第22回FCWフォーラムが「変化の中で力強く生きる:AI、レジリエンス、イノベーション」をテーマに開催されました(UAE側は対面、日本側はオンライン)。本フォーラムには、FCW理事会議長のマイサ・アルシャムシ国務大臣、JCCP安藤専務理事(現地参加)、ファティマ・アル・ヌアイミADNOC Gas CEOを始め、両国の官民関係者や次世代リーダーが参加し、変化の激しい時代におけるAIの活用と人間性との調和及び未来を見据えた女性リーダーシップのあり方について議論し、メッセージが発信されました。
ファティマ・アル・ヌアイミADNOC Gas CEOは、自ら変化を創り出す重要性を訴え、2030年までにADNOCの技術職女性比率を倍増させるとしました。
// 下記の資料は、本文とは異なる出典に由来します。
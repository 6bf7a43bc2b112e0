//! Pooled adapter
//!
//! Default network adapter, built on deadpool-redis. Every command
//! checks a connection out of the pool, so a blocking pop pins one
//! pooled connection while ordinary commands keep flowing on the
//! others.

use async_trait::async_trait;
use bytes::Bytes;
use std::time::Duration;
use tracing::debug;

use super::commands;
use super::reply::Reply;
use super::{CommandAdapter, StreamMessage};
use crate::connector::ConnectionParams;
use crate::error::{Error, Result};

/// Adapter over a deadpool-redis connection pool
pub struct PooledAdapter {
    pool: deadpool_redis::Pool,
}

impl PooledAdapter {
    /// Build the pool and verify the store is reachable
    pub async fn connect(params: &ConnectionParams) -> Result<Self> {
        if params.cluster == Some(true) {
            return Err(Error::Config(
                "cluster mode is not supported by the pooled adapter".to_string(),
            ));
        }
        let url = params.url();
        let mut config = deadpool_redis::Config::from_url(url.as_str());
        if let Some(max_size) = params.max_size {
            config.pool = Some(deadpool_redis::PoolConfig::new(max_size));
        }
        let pool = config
            .create_pool(Some(deadpool_redis::Runtime::Tokio1))
            .map_err(|e| Error::Connection(e.into()))?;

        // Reachability check: pool creation itself is lazy
        let mut conn = pool.get().await.map_err(|e| Error::Connection(e.into()))?;
        commands::ping(&mut conn).await?;
        debug!("pooled adapter connected to {}", url);

        Ok(PooledAdapter { pool })
    }

    async fn conn(&self) -> Result<deadpool_redis::Connection> {
        self.pool
            .get()
            .await
            .map_err(|e| Error::Connection(e.into()))
    }
}

#[async_trait]
impl CommandAdapter for PooledAdapter {
    fn name(&self) -> &'static str {
        "pooled"
    }

    async fn get(&self, key: &str) -> Result<Option<Bytes>> {
        let mut conn = self.conn().await?;
        commands::get(&mut conn, key).await
    }

    async fn set(&self, key: &str, value: Bytes, expiry: Option<Duration>) -> Result<()> {
        let mut conn = self.conn().await?;
        commands::set(&mut conn, key, value, expiry).await
    }

    async fn delete(&self, keys: &[String]) -> Result<u64> {
        let mut conn = self.conn().await?;
        commands::delete(&mut conn, keys).await
    }

    async fn expire(&self, key: &str, expiry: Duration) -> Result<bool> {
        let mut conn = self.conn().await?;
        commands::expire(&mut conn, key, expiry).await
    }

    async fn keys(&self, pattern: &str) -> Result<Vec<String>> {
        let mut conn = self.conn().await?;
        commands::keys(&mut conn, pattern).await
    }

    async fn hset(&self, key: &str, pairs: Vec<(String, Bytes)>) -> Result<()> {
        let mut conn = self.conn().await?;
        commands::hset(&mut conn, key, pairs).await
    }

    async fn hget(&self, key: &str, field: &str) -> Result<Option<Bytes>> {
        let mut conn = self.conn().await?;
        commands::hget(&mut conn, key, field).await
    }

    async fn hmget(&self, key: &str, fields: &[String]) -> Result<Vec<Option<Bytes>>> {
        let mut conn = self.conn().await?;
        commands::hmget(&mut conn, key, fields).await
    }

    async fn hgetall(&self, key: &str) -> Result<Vec<(String, Bytes)>> {
        let mut conn = self.conn().await?;
        commands::hgetall(&mut conn, key).await
    }

    async fn hdel(&self, key: &str, fields: &[String]) -> Result<u64> {
        let mut conn = self.conn().await?;
        commands::hdel(&mut conn, key, fields).await
    }

    async fn rpush(&self, key: &str, value: Bytes) -> Result<u64> {
        let mut conn = self.conn().await?;
        commands::rpush(&mut conn, key, value).await
    }

    async fn lpop(&self, key: &str) -> Result<Option<Bytes>> {
        let mut conn = self.conn().await?;
        commands::lpop(&mut conn, key).await
    }

    async fn blpop(&self, key: &str, timeout: Duration) -> Result<Option<Bytes>> {
        let mut conn = self.conn().await?;
        commands::blpop(&mut conn, key, timeout).await
    }

    async fn lrange(&self, key: &str, start: i64, stop: i64) -> Result<Vec<Bytes>> {
        let mut conn = self.conn().await?;
        commands::lrange(&mut conn, key, start, stop).await
    }

    async fn lrem(&self, key: &str, count: i64, value: Bytes) -> Result<u64> {
        let mut conn = self.conn().await?;
        commands::lrem(&mut conn, key, count, value).await
    }

    async fn llen(&self, key: &str) -> Result<u64> {
        let mut conn = self.conn().await?;
        commands::llen(&mut conn, key).await
    }

    async fn zadd(&self, key: &str, score: f64, member: Bytes) -> Result<u64> {
        let mut conn = self.conn().await?;
        commands::zadd(&mut conn, key, score, member).await
    }

    async fn zrange(&self, key: &str, start: i64, stop: i64) -> Result<Vec<Bytes>> {
        let mut conn = self.conn().await?;
        commands::zrange(&mut conn, key, start, stop).await
    }

    async fn zrem(&self, key: &str, member: Bytes) -> Result<u64> {
        let mut conn = self.conn().await?;
        commands::zrem(&mut conn, key, member).await
    }

    async fn zcard(&self, key: &str) -> Result<u64> {
        let mut conn = self.conn().await?;
        commands::zcard(&mut conn, key).await
    }

    async fn eval(&self, script: &str, keys: &[String], args: &[String]) -> Result<Reply> {
        let mut conn = self.conn().await?;
        commands::eval(&mut conn, script, keys, args).await
    }

    async fn xadd(
        &self,
        key: &str,
        fields: Vec<(String, Bytes)>,
        maxlen: Option<u64>,
    ) -> Result<String> {
        let mut conn = self.conn().await?;
        commands::xadd(&mut conn, key, fields, maxlen).await
    }

    async fn xread(
        &self,
        key: &str,
        id: &str,
        block: Duration,
        count: usize,
    ) -> Result<Vec<StreamMessage>> {
        let mut conn = self.conn().await?;
        commands::xread(&mut conn, key, id, block, count).await
    }

    async fn xgroup_create(&self, key: &str, group: &str) -> Result<bool> {
        let mut conn = self.conn().await?;
        commands::xgroup_create(&mut conn, key, group).await
    }

    async fn xread_group(
        &self,
        key: &str,
        group: &str,
        consumer: &str,
        block: Duration,
        count: usize,
        noack: bool,
    ) -> Result<Vec<StreamMessage>> {
        let mut conn = self.conn().await?;
        commands::xread_group(&mut conn, key, group, consumer, block, count, noack).await
    }

    async fn xack(&self, key: &str, group: &str, id: &str) -> Result<u64> {
        let mut conn = self.conn().await?;
        commands::xack(&mut conn, key, group, id).await
    }

    async fn pfadd(&self, key: &str, member: &str) -> Result<bool> {
        let mut conn = self.conn().await?;
        commands::pfadd(&mut conn, key, member).await
    }

    async fn pfmerge(&self, destination: &str, source: &str) -> Result<()> {
        let mut conn = self.conn().await?;
        commands::pfmerge(&mut conn, destination, source).await
    }

    async fn pfcount(&self, key: &str) -> Result<u64> {
        let mut conn = self.conn().await?;
        commands::pfcount(&mut conn, key).await
    }

    async fn close(&self) -> Result<()> {
        self.pool.close();
        Ok(())
    }
}
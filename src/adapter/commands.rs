//! Shared command builders
//!
//! Both network adapters execute the same commands over a
//! `redis::aio::ConnectionLike`; only connection acquisition differs.
//! Keeping the builders here keeps the two adapters byte-identical in
//! behavior.

use bytes::Bytes;
use redis::aio::ConnectionLike;
use std::collections::HashMap;
use std::time::Duration;

use super::reply::Reply;
use super::{is_busygroup, parse_stream_reply, StreamMessage};
use crate::error::Result;

pub(super) async fn ping<C>(conn: &mut C) -> Result<()>
where
    C: ConnectionLike + Send,
{
    let _pong: String = redis::cmd("PING").query_async(conn).await?;
    Ok(())
}

pub(super) async fn get<C>(conn: &mut C, key: &str) -> Result<Option<Bytes>>
where
    C: ConnectionLike + Send,
{
    let raw: Option<Vec<u8>> = redis::cmd("GET").arg(key).query_async(conn).await?;
    Ok(raw.map(Bytes::from))
}

pub(super) async fn set<C>(
    conn: &mut C,
    key: &str,
    value: Bytes,
    expiry: Option<Duration>,
) -> Result<()>
where
    C: ConnectionLike + Send,
{
    let mut cmd = redis::cmd("SET");
    cmd.arg(key).arg(&value[..]);
    if let Some(expiry) = expiry {
        cmd.arg("EX").arg(expiry.as_secs().max(1));
    }
    let _: () = cmd.query_async(conn).await?;
    Ok(())
}

pub(super) async fn delete<C>(conn: &mut C, keys: &[String]) -> Result<u64>
where
    C: ConnectionLike + Send,
{
    if keys.is_empty() {
        return Ok(0);
    }
    let mut cmd = redis::cmd("DEL");
    for key in keys {
        cmd.arg(key);
    }
    let removed: u64 = cmd.query_async(conn).await?;
    Ok(removed)
}

pub(super) async fn expire<C>(conn: &mut C, key: &str, expiry: Duration) -> Result<bool>
where
    C: ConnectionLike + Send,
{
    let applied: bool = redis::cmd("EXPIRE")
        .arg(key)
        .arg(expiry.as_secs().max(1))
        .query_async(conn)
        .await?;
    Ok(applied)
}

pub(super) async fn keys<C>(conn: &mut C, pattern: &str) -> Result<Vec<String>>
where
    C: ConnectionLike + Send,
{
    let found: Vec<String> = redis::cmd("KEYS").arg(pattern).query_async(conn).await?;
    Ok(found)
}

pub(super) async fn hset<C>(conn: &mut C, key: &str, pairs: Vec<(String, Bytes)>) -> Result<()>
where
    C: ConnectionLike + Send,
{
    if pairs.is_empty() {
        return Ok(());
    }
    let mut cmd = redis::cmd("HSET");
    cmd.arg(key);
    for (field, value) in &pairs {
        cmd.arg(field).arg(&value[..]);
    }
    let _new_fields: i64 = cmd.query_async(conn).await?;
    Ok(())
}

pub(super) async fn hget<C>(conn: &mut C, key: &str, field: &str) -> Result<Option<Bytes>>
where
    C: ConnectionLike + Send,
{
    let raw: Option<Vec<u8>> = redis::cmd("HGET")
        .arg(key)
        .arg(field)
        .query_async(conn)
        .await?;
    Ok(raw.map(Bytes::from))
}

pub(super) async fn hmget<C>(
    conn: &mut C,
    key: &str,
    fields: &[String],
) -> Result<Vec<Option<Bytes>>>
where
    C: ConnectionLike + Send,
{
    if fields.is_empty() {
        return Ok(Vec::new());
    }
    let mut cmd = redis::cmd("HMGET");
    cmd.arg(key);
    for field in fields {
        cmd.arg(field);
    }
    let raw: Vec<Option<Vec<u8>>> = cmd.query_async(conn).await?;
    Ok(raw.into_iter().map(|v| v.map(Bytes::from)).collect())
}

pub(super) async fn hgetall<C>(conn: &mut C, key: &str) -> Result<Vec<(String, Bytes)>>
where
    C: ConnectionLike + Send,
{
    let raw: HashMap<String, Vec<u8>> = redis::cmd("HGETALL").arg(key).query_async(conn).await?;
    Ok(raw
        .into_iter()
        .map(|(field, value)| (field, Bytes::from(value)))
        .collect())
}

pub(super) async fn hdel<C>(conn: &mut C, key: &str, fields: &[String]) -> Result<u64>
where
    C: ConnectionLike + Send,
{
    if fields.is_empty() {
        return Ok(0);
    }
    let mut cmd = redis::cmd("HDEL");
    cmd.arg(key);
    for field in fields {
        cmd.arg(field);
    }
    let removed: u64 = cmd.query_async(conn).await?;
    Ok(removed)
}

pub(super) async fn rpush<C>(conn: &mut C, key: &str, value: Bytes) -> Result<u64>
where
    C: ConnectionLike + Send,
{
    let len: u64 = redis::cmd("RPUSH")
        .arg(key)
        .arg(&value[..])
        .query_async(conn)
        .await?;
    Ok(len)
}

pub(super) async fn lpop<C>(conn: &mut C, key: &str) -> Result<Option<Bytes>>
where
    C: ConnectionLike + Send,
{
    let raw: Option<Vec<u8>> = redis::cmd("LPOP").arg(key).query_async(conn).await?;
    Ok(raw.map(Bytes::from))
}

pub(super) async fn blpop<C>(conn: &mut C, key: &str, timeout: Duration) -> Result<Option<Bytes>>
where
    C: ConnectionLike + Send,
{
    let raw: Option<(String, Vec<u8>)> = redis::cmd("BLPOP")
        .arg(key)
        .arg(timeout.as_secs_f64())
        .query_async(conn)
        .await?;
    Ok(raw.map(|(_key, value)| Bytes::from(value)))
}

pub(super) async fn lrange<C>(conn: &mut C, key: &str, start: i64, stop: i64) -> Result<Vec<Bytes>>
where
    C: ConnectionLike + Send,
{
    let raw: Vec<Vec<u8>> = redis::cmd("LRANGE")
        .arg(key)
        .arg(start)
        .arg(stop)
        .query_async(conn)
        .await?;
    Ok(raw.into_iter().map(Bytes::from).collect())
}

pub(super) async fn lrem<C>(conn: &mut C, key: &str, count: i64, value: Bytes) -> Result<u64>
where
    C: ConnectionLike + Send,
{
    let removed: u64 = redis::cmd("LREM")
        .arg(key)
        .arg(count)
        .arg(&value[..])
        .query_async(conn)
        .await?;
    Ok(removed)
}

pub(super) async fn llen<C>(conn: &mut C, key: &str) -> Result<u64>
where
    C: ConnectionLike + Send,
{
    let len: u64 = redis::cmd("LLEN").arg(key).query_async(conn).await?;
    Ok(len)
}

pub(super) async fn zadd<C>(conn: &mut C, key: &str, score: f64, member: Bytes) -> Result<u64>
where
    C: ConnectionLike + Send,
{
    let added: u64 = redis::cmd("ZADD")
        .arg(key)
        .arg(score)
        .arg(&member[..])
        .query_async(conn)
        .await?;
    Ok(added)
}

pub(super) async fn zrange<C>(conn: &mut C, key: &str, start: i64, stop: i64) -> Result<Vec<Bytes>>
where
    C: ConnectionLike + Send,
{
    let raw: Vec<Vec<u8>> = redis::cmd("ZRANGE")
        .arg(key)
        .arg(start)
        .arg(stop)
        .query_async(conn)
        .await?;
    Ok(raw.into_iter().map(Bytes::from).collect())
}

pub(super) async fn zrem<C>(conn: &mut C, key: &str, member: Bytes) -> Result<u64>
where
    C: ConnectionLike + Send,
{
    let removed: u64 = redis::cmd("ZREM")
        .arg(key)
        .arg(&member[..])
        .query_async(conn)
        .await?;
    Ok(removed)
}

pub(super) async fn zcard<C>(conn: &mut C, key: &str) -> Result<u64>
where
    C: ConnectionLike + Send,
{
    let count: u64 = redis::cmd("ZCARD").arg(key).query_async(conn).await?;
    Ok(count)
}

pub(super) async fn eval<C>(
    conn: &mut C,
    script: &str,
    keys: &[String],
    args: &[String],
) -> Result<Reply>
where
    C: ConnectionLike + Send,
{
    let mut cmd = redis::cmd("EVAL");
    cmd.arg(script).arg(keys.len());
    for key in keys {
        cmd.arg(key);
    }
    for arg in args {
        cmd.arg(arg);
    }
    let value: redis::Value = cmd.query_async(conn).await?;
    Ok(Reply::from(value))
}

pub(super) async fn xadd<C>(
    conn: &mut C,
    key: &str,
    fields: Vec<(String, Bytes)>,
    maxlen: Option<u64>,
) -> Result<String>
where
    C: ConnectionLike + Send,
{
    let mut cmd = redis::cmd("XADD");
    cmd.arg(key);
    if let Some(maxlen) = maxlen {
        cmd.arg("MAXLEN").arg("~").arg(maxlen);
    }
    cmd.arg("*");
    for (field, value) in &fields {
        cmd.arg(field).arg(&value[..]);
    }
    let id: String = cmd.query_async(conn).await?;
    Ok(id)
}

pub(super) async fn xread<C>(
    conn: &mut C,
    key: &str,
    id: &str,
    block: Duration,
    count: usize,
) -> Result<Vec<StreamMessage>>
where
    C: ConnectionLike + Send,
{
    let mut cmd = redis::cmd("XREAD");
    cmd.arg("COUNT").arg(count);
    cmd.arg("BLOCK").arg(block.as_millis() as u64);
    cmd.arg("STREAMS").arg(key).arg(id);
    let value: redis::Value = cmd.query_async(conn).await?;
    Ok(parse_stream_reply(&Reply::from(value)))
}

pub(super) async fn xgroup_create<C>(conn: &mut C, key: &str, group: &str) -> Result<bool>
where
    C: ConnectionLike + Send,
{
    let created: std::result::Result<(), redis::RedisError> = redis::cmd("XGROUP")
        .arg("CREATE")
        .arg(key)
        .arg(group)
        .arg("$")
        .arg("MKSTREAM")
        .query_async(conn)
        .await;
    match created {
        Ok(()) => Ok(true),
        Err(err) if is_busygroup(&err) => Ok(false),
        Err(err) => Err(err.into()),
    }
}

pub(super) async fn xread_group<C>(
    conn: &mut C,
    key: &str,
    group: &str,
    consumer: &str,
    block: Duration,
    count: usize,
    noack: bool,
) -> Result<Vec<StreamMessage>>
where
    C: ConnectionLike + Send,
{
    let mut cmd = redis::cmd("XREADGROUP");
    cmd.arg("GROUP").arg(group).arg(consumer);
    cmd.arg("COUNT").arg(count);
    cmd.arg("BLOCK").arg(block.as_millis() as u64);
    if noack {
        cmd.arg("NOACK");
    }
    cmd.arg("STREAMS").arg(key).arg(">");
    let value: redis::Value = cmd.query_async(conn).await?;
    Ok(parse_stream_reply(&Reply::from(value)))
}

pub(super) async fn xack<C>(conn: &mut C, key: &str, group: &str, id: &str) -> Result<u64>
where
    C: ConnectionLike + Send,
{
    let acked: u64 = redis::cmd("XACK")
        .arg(key)
        .arg(group)
        .arg(id)
        .query_async(conn)
        .await?;
    Ok(acked)
}

pub(super) async fn pfadd<C>(conn: &mut C, key: &str, member: &str) -> Result<bool>
where
    C: ConnectionLike + Send,
{
    let changed: bool = redis::cmd("PFADD")
        .arg(key)
        .arg(member)
        .query_async(conn)
        .await?;
    Ok(changed)
}

pub(super) async fn pfmerge<C>(conn: &mut C, destination: &str, source: &str) -> Result<()>
where
    C: ConnectionLike + Send,
{
    let _: () = redis::cmd("PFMERGE")
        .arg(destination)
        .arg(source)
        .query_async(conn)
        .await?;
    Ok(())
}

pub(super) async fn pfcount<C>(conn: &mut C, key: &str) -> Result<u64>
where
    C: ConnectionLike + Send,
{
    let count: u64 = redis::cmd("PFCOUNT").arg(key).query_async(conn).await?;
    Ok(count)
}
AI時代でも、激動の時代に必要な「判断力」「共感」「リーダーシップ」といった人間力は不可欠で、今後も日本との連携を深めたいと述べました。
パネルディスカッションは、「AIと人間の強み:人を置き去りにしないイノベーション」をテーマに行われました。
日本側パネリストとして、昨年に続き登壇いただいた亀田綾子(株)大林組執行役員グリーンエネルギー本部長は、AIの進化により建設・エネルギー分野での視覚化や意思決定への集中に革新がもたらされる一方、人に触れるぬくもりや素晴らしい建築に感動するような人間ならではの「五感体験」の価値は決して代替されないと見解を述べました。
初期の日本側企画執行委員の千代田化工建設(株)所田綾子様は、イノベーションは単なるシステム導入ではなく「人間中心」であるべきで、テクノロジーの定着には初期段階から従業員と対話し、変化の「パーパス」を明確に伝えるチェンジ・マネジメントが不可欠と述べました。
また、UAE及び日本の参加者が3グループに分かれ、事前に行われたオンライン協働によるワークショップの成果を発表しました。AI時代における変革のリード、女性のウェルビーイング、未来型組織をテーマに、日本の先進事例やADNOCの取組を相互に応用する具体案が提示され、次世代リーダーとして未来を切り拓くための多くの気付きが共有される大変有意義なセッションとなりました。